On the far right side of the user interface you will find a static information column related to the Stage. Here you will find useful information and links to help you populate the information you need for each stage.

Finally the user interface for the Export button display an options window that let you choose what you want to export. Click export and the Toolkit creates a zip file for you to save locally.

To further help you in populating the project with correct and relevant information there are some support buttons at the top right hand corner.

Search definitions lets you use keywords to search the library. The library can manually be browsed using the Definitions button. This new Search definitions lets you use keywords to search the library. The library can manually be browsed using the Definitions button. This new page contains profession headings with sub heading links. The definitions are based on Uniclass 2015 and one can drill down the definitions of concrete walls for example to get the classification code and LOD and LOI and good diagrams explaining what the product, system etc. is supposed to be.

One major issue I came across was that the definition pages were not loading as expected and were unusable. In fact, it crashed the whole project and I had to close the browser and log in again.

The support button provides links to information that most people would want to have easy access to during the creation of the project e.g. information on EIR or LOD definition or just how to use the NBS Toolkit.

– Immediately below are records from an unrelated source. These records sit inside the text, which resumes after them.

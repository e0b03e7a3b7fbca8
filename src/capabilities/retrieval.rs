//! Client for the procedure-knowledge search service.

use async_trait::async_trait;
use reqwest::Client;
use secrecy::ExposeSecret;
use serde::{Deserialize, Serialize};

use crate::config::RetrievalConfig;
use crate::error::CapabilityError;
use crate::util::truncate_for_log;

use super::{RetrievalHit, RetrievalProvider};

const SERVICE: &str = "retrieval";

pub struct RetrievalClient {
    client: Client,
    config: RetrievalConfig,
}

impl RetrievalClient {
    pub fn new(config: RetrievalConfig) -> Result<Self, CapabilityError> {
        let client = Client::builder()
            .timeout(std::time::Duration::from_secs(30))
            .build()
            .map_err(|e| CapabilityError::RequestFailed {
                service: SERVICE,
                reason: format!("failed to build http client: {e}"),
            })?;
        Ok(Self { client, config })
    }
}

#[derive(Serialize)]
struct SearchRequest<'a> {
    query: &'a str,
    top_k: usize,
}

#[derive(Deserialize)]
struct SearchResponse {
    results: Vec<RetrievalHit>,
}

#[async_trait]
impl RetrievalProvider for RetrievalClient {
    async fn search(&self, query: &str) -> Result<Vec<RetrievalHit>, CapabilityError> {
        let url = self
            .config
            .api_base
            .join("search")
            .map_err(|e| CapabilityError::RequestFailed {
                service: SERVICE,
                reason: format!("bad search url: {e}"),
            })?;

        tracing::debug!(%url, top_k = self.config.top_k, "sending retrieval query");

        let mut request = self.client.post(url).json(&SearchRequest {
            query,
            top_k: self.config.top_k,
        });
        if let Some(key) = self.config.api_key.as_ref() {
            request = request.bearer_auth(key.expose_secret());
        }

        let response = request
            .send()
            .await
            .map_err(|e| CapabilityError::RequestFailed {
                service: SERVICE,
                reason: e.to_string(),
            })?;

        let status = response.status();
        let text = response
            .text()
            .await
            .map_err(|e| CapabilityError::RequestFailed {
                service: SERVICE,
                reason: format!("failed to read response body: {e}"),
            })?;

        if !status.is_success() {
            if status.as_u16() == 401 {
                return Err(CapabilityError::AuthFailed { service: SERVICE });
            }
            if status.as_u16() == 429 {
                return Err(CapabilityError::RateLimited { service: SERVICE });
            }
            return Err(CapabilityError::RequestFailed {
                service: SERVICE,
                reason: format!("HTTP {status}: {}", truncate_for_log(&text, 200)),
            });
        }

        let parsed: SearchResponse =
            serde_json::from_str(&text).map_err(|e| CapabilityError::InvalidResponse {
                service: SERVICE,
                reason: format!("JSON parse error: {e}. Raw: {}", truncate_for_log(&text, 200)),
            })?;
        Ok(parsed.results)
    }
}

The projects button contain links to the active projects on the account.

  1. Populating the stage information

As mentioned earlier, the project information is linked to relevant editable information e.g. the Overview page has a dropdown list of all stages where one can quickly navigate across the planned timeline of the project.

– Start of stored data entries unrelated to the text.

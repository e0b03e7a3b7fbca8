//! Mizuhiki turns a short conversational intake after a bereavement into a
//! durable, personalized checklist of Japanese administrative procedures.
//!
//! The service sits behind a messaging-channel webhook. A state-machine
//! dialogue collects consent and four profile facts, then a three-stage
//! queue-driven pipeline generates the checklist: `basic` from the intake,
//! `personalized` from follow-up answers, `enhanced` as best-effort
//! enrichment. Once the checklist exists, free text becomes
//! retrieval-augmented AI chat and short commands manage the tasks.

pub mod capabilities;
pub mod channels;
pub mod chat;
pub mod config;
pub mod conversation;
pub mod db;
pub mod error;
pub mod followup;
pub mod guard;
pub mod model;
pub mod pipeline;
pub mod queue;
pub mod quota;
pub mod server;
pub mod util;

pub use config::Config;
pub use db::Store;
pub use error::{Error, Result};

The information displayed about the Project team is dependent on the participants’ role assignment per stage, these can be easily assigned by clicking on ‘Edit roles’ button under the Project Team heading.

Edit Stage Details takes you to the details relevant to the selected stage, and edit Tasks and Add deliverables takes you to locations where deliverables and tasks can be added/ removed.

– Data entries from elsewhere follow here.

//! Basic stage: the core checklist from the four intake fields.
//!
//! Drafts tasks with the model over regional and general retrieval context,
//! falling back to the curated baseline when the completion yields nothing
//! usable. On success it seeds the follow-up question set, moves the
//! dialogue to awaiting-followups, and pushes the summary plus the first
//! question. Tasks already present from an interrupted earlier run are
//! reused, so a redelivery never doubles the checklist.

use futures::future;

use crate::capabilities::ChatMessage;
use crate::channels::OutboundMessage;
use crate::conversation::{Phase, commands, question_message};
use crate::error::{Error, Result, StoreError, ValidationError};
use crate::followup::{next_active_question, seed_catalog};
use crate::guard::IdentityStore;
use crate::model::{ProfileField, Stage, Task, User, UserProfile};

use super::{
    Orchestrator, PipelineStore, TaskDraft, baseline, drafts_to_tasks, parse_task_drafts,
    passages_block,
};

pub(super) const DRAFT_SCHEMA: &str = r#"[{"title": "手続き名", "description": "概要と窓口", "category": "administrative|pension|insurance|tax|inheritance|finance|other", "priority": "high|medium|low", "due_days": 逝去日からの日数}]"#;

fn basic_prompt(profile: &UserProfile, passages: &str) -> Vec<ChatMessage> {
    let system = format!(
        "あなたは日本の死後事務手続きの専門家です。遺族が行う手続きのチェックリストを作成します。\
         出力は次の形式のJSON配列のみとし、説明文やコードフェンスは含めないでください。\n{DRAFT_SCHEMA}"
    );
    let mut context = String::from("相談者の状況:");
    if let Some(r) = profile.relationship {
        context.push_str(&format!("\n- 故人との関係: {}", r.label()));
    }
    let region = profile.region();
    if !region.is_empty() {
        context.push_str(&format!("\n- お住まい: {region}"));
    }
    if let Some(d) = profile.death_date {
        context.push_str(&format!("\n- 逝去日: {}", d.format("%Y年%-m月%-d日")));
    }
    let mut request = context;
    if !passages.is_empty() {
        request.push_str(&format!("\n\n参考情報:\n{passages}"));
    }
    request.push_str(
        "\n\n上記の状況で必要になる手続きを10〜15件、期限の早いものから順に挙げてください。",
    );
    vec![ChatMessage::system(system), ChatMessage::user(request)]
}

impl<S> Orchestrator<S>
where
    S: PipelineStore + IdentityStore + Clone,
{
    pub(super) async fn run_basic(&self, user: &User) -> Result<()> {
        let profile =
            self.store
                .profile(user.id)
                .await?
                .ok_or_else(|| StoreError::NotFound {
                    entity: "user_profile",
                    id: user.id.to_string(),
                })?;
        if !profile.intake_complete() {
            let missing = profile
                .missing_fields()
                .iter()
                .map(ProfileField::as_str)
                .collect::<Vec<_>>()
                .join(", ");
            return Err(Error::Validation(ValidationError::IncompleteProfile {
                missing,
            }));
        }
        let Some(relationship) = profile.relationship else {
            return Err(Error::Validation(ValidationError::IncompleteProfile {
                missing: ProfileField::Relationship.as_str().to_string(),
            }));
        };

        let mut tasks = self.basic_tasks(user).await?;
        if tasks.is_empty() {
            let drafts = self.draft_basic_tasks(&profile).await?;
            let new_tasks = drafts_to_tasks(drafts, Stage::Basic, profile.death_date, 1);
            self.store.insert_tasks(user.id, &new_tasks).await?;
            tasks = self.basic_tasks(user).await?;
        } else {
            tracing::info!(user = %user.id, count = tasks.len(), "basic tasks already present, reusing");
        }

        self.store
            .seed_questions(user.id, &seed_catalog(relationship))
            .await?;
        self.store
            .set_dialogue_phase(user.id, &Phase::AwaitingFollowups)
            .await?;
        if !self.store.complete_step(user.id, Stage::Basic).await? {
            tracing::info!(user = %user.id, "basic completion lost, step changed hands");
            return Ok(());
        }
        tracing::info!(user = %user.id, tasks = tasks.len(), "basic stage completed");

        let questions = self.store.questions_for_user(user.id).await?;
        let mut messages = vec![OutboundMessage::Text {
            text: commands::completion_summary(&tasks),
        }];
        if let Some(question) = next_active_question(&questions) {
            messages.push(question_message(question));
        }
        self.push(user, messages).await;
        Ok(())
    }

    async fn basic_tasks(&self, user: &User) -> Result<Vec<Task>> {
        let tasks = self
            .store
            .open_tasks(user.id)
            .await?
            .into_iter()
            .filter(|t| t.stage == Stage::Basic)
            .collect();
        Ok(tasks)
    }

    /// Draft the checklist. A retrieval outage degrades to a context-free
    /// prompt; an unusable completion degrades to the baseline. Only a
    /// completion-call failure propagates, for the queue to retry.
    async fn draft_basic_tasks(&self, profile: &UserProfile) -> Result<Vec<TaskDraft>> {
        let region = profile.region();
        let passages = match future::try_join(
            self.retrieval
                .search(&format!("{region} 死亡後 行政手続き 窓口")),
            self.retrieval.search("死亡後 手続き 期限 一覧 年金 保険"),
        )
        .await
        {
            Ok((mut regional, general)) => {
                regional.extend(general);
                passages_block(&regional)
            }
            Err(e) => {
                tracing::warn!(error = %e, "retrieval failed, drafting without passages");
                String::new()
            }
        };

        let raw = self
            .completion
            .complete(basic_prompt(profile, &passages))
            .await?;
        let drafts = parse_task_drafts(&raw);
        if drafts.is_empty() {
            tracing::warn!("completion unusable, using baseline checklist");
            return Ok(baseline::baseline_drafts());
        }
        Ok(drafts)
    }
}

On each of the Heading pages you will find interactive dropdown lists or available information you have populated in another heading e.g. (See images below)

·                A calendar for date input

·                Participants for roles.

·                Editable and searchable tasks

·                Definition selection for the Deliverables

  1. Export

The export function lets you choose between exporting stage specific information, Whole project information, export to various COBie file formats and IFC.

  1. Verification

This function is currently under Beta and could not be evaluated.

  1. The Verdict

This toolkit feels very fresh and engaging. The behaviour of the site with the “same page required data loading” is fantastic and you can quickly navigate around and enter data where you want. The page is never cluttered but as the data is dynamic and linked to other relevant dropdown lists or editable boxes it takes a little bit of time to get used to not having to navigate a “traditional page loading site” but the 5-10 min is worth it! The Export function is great and it helps in a way that the unexperienced user of the Toolkit doesn’t have to wonder how the COBie spread sheet is going to be produced. It just does it so to speak. Well, the data needs to be entered in to the Toolkit and that is the dry bit about this experience the rest is actually quite fun.